PROBLEM> Search the records below for the string "UPDATE" and copy each line where it turns up.

EXCERPTED DATA>
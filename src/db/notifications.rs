use super::conversion_error;
use crate::errors::{AppError, AppResult};
use crate::models::direction::Direction;
use crate::models::notification::NotificationRecord;
use rusqlite::{Connection, Result, Row, params};

pub fn map_row(row: &Row) -> Result<NotificationRecord> {
    let direction = match row.get::<_, Option<String>>("direction")? {
        None => None,
        Some(d) => Some(
            Direction::from_db_str(&d)
                .ok_or_else(|| conversion_error(AppError::InvalidDirection(d.clone())))?,
        ),
    };

    Ok(NotificationRecord {
        id: row.get("id")?,
        student_id: row.get("student_id")?,
        student_name: row.get("student_name")?,
        parent_name: row.get("parent_name")?,
        parent_email: row.get("parent_email")?,
        parent_contact: row.get("parent_contact")?,
        message: row.get("message")?,
        kind: row.get("kind")?,
        direction,
        location: row.get("location")?,
        status: row.get("status")?,
        read: row.get::<_, i32>("is_read")? == 1,
        created_at: row.get("created_at")?,
    })
}

pub fn insert_notification(conn: &Connection, n: &NotificationRecord) -> AppResult<i64> {
    let mut stmt = conn.prepare_cached(
        "INSERT INTO notifications (student_id, student_name, parent_name, parent_email,
                                    parent_contact, message, kind, direction, location,
                                    status, is_read, created_at)
         VALUES (?1, ?2, ?3, ?4, ?5, ?6, ?7, ?8, ?9, ?10, ?11, ?12)",
    )?;
    stmt.execute(params![
        n.student_id,
        n.student_name,
        n.parent_name,
        n.parent_email,
        n.parent_contact,
        n.message,
        n.kind,
        n.direction.map(|d| d.to_db_str()),
        n.location,
        n.status,
        if n.read { 1 } else { 0 },
        n.created_at,
    ])?;
    Ok(conn.last_insert_rowid())
}

fn collect(conn: &Connection, sql: &str, key: &str) -> AppResult<Vec<NotificationRecord>> {
    let mut stmt = conn.prepare(sql)?;
    let mut out = Vec::new();
    for r in stmt.query_map([key], map_row)? {
        out.push(r?);
    }
    Ok(out)
}

/// Notifications addressed to a parent email, newest first.
pub fn load_by_parent(
    conn: &Connection,
    parent_email: &str,
) -> AppResult<Vec<NotificationRecord>> {
    collect(
        conn,
        "SELECT * FROM notifications WHERE parent_email = ?1 ORDER BY created_at DESC, id DESC",
        parent_email,
    )
}

/// Notifications about one student, newest first.
pub fn load_by_student(
    conn: &Connection,
    student_id: &str,
) -> AppResult<Vec<NotificationRecord>> {
    collect(
        conn,
        "SELECT * FROM notifications WHERE student_id = ?1 ORDER BY created_at DESC, id DESC",
        student_id,
    )
}

/// Every notification, newest first.
pub fn load_all(conn: &Connection) -> AppResult<Vec<NotificationRecord>> {
    let mut stmt = conn.prepare("SELECT * FROM notifications ORDER BY created_at DESC, id DESC")?;
    let mut out = Vec::new();
    for r in stmt.query_map([], map_row)? {
        out.push(r?);
    }
    Ok(out)
}

pub fn mark_read(conn: &Connection, id: i64) -> AppResult<()> {
    let n = conn.execute("UPDATE notifications SET is_read = 1 WHERE id = ?1", [id])?;
    if n == 0 {
        return Err(AppError::NotificationNotFound(id));
    }
    Ok(())
}

/// Returns how many notifications changed state.
pub fn mark_all_read(conn: &Connection, parent_email: &str) -> AppResult<usize> {
    Ok(conn.execute(
        "UPDATE notifications SET is_read = 1 WHERE parent_email = ?1 AND is_read = 0",
        [parent_email],
    )?)
}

RESPONSE TO THE EXERCISE>
    let n = conn.execute("UPDATE notifications SET is_read = 1 WHERE id = ?1", [id])?;
        "UPDATE notifications SET is_read = 1 WHERE parent_email = ?1 AND is_read = 0",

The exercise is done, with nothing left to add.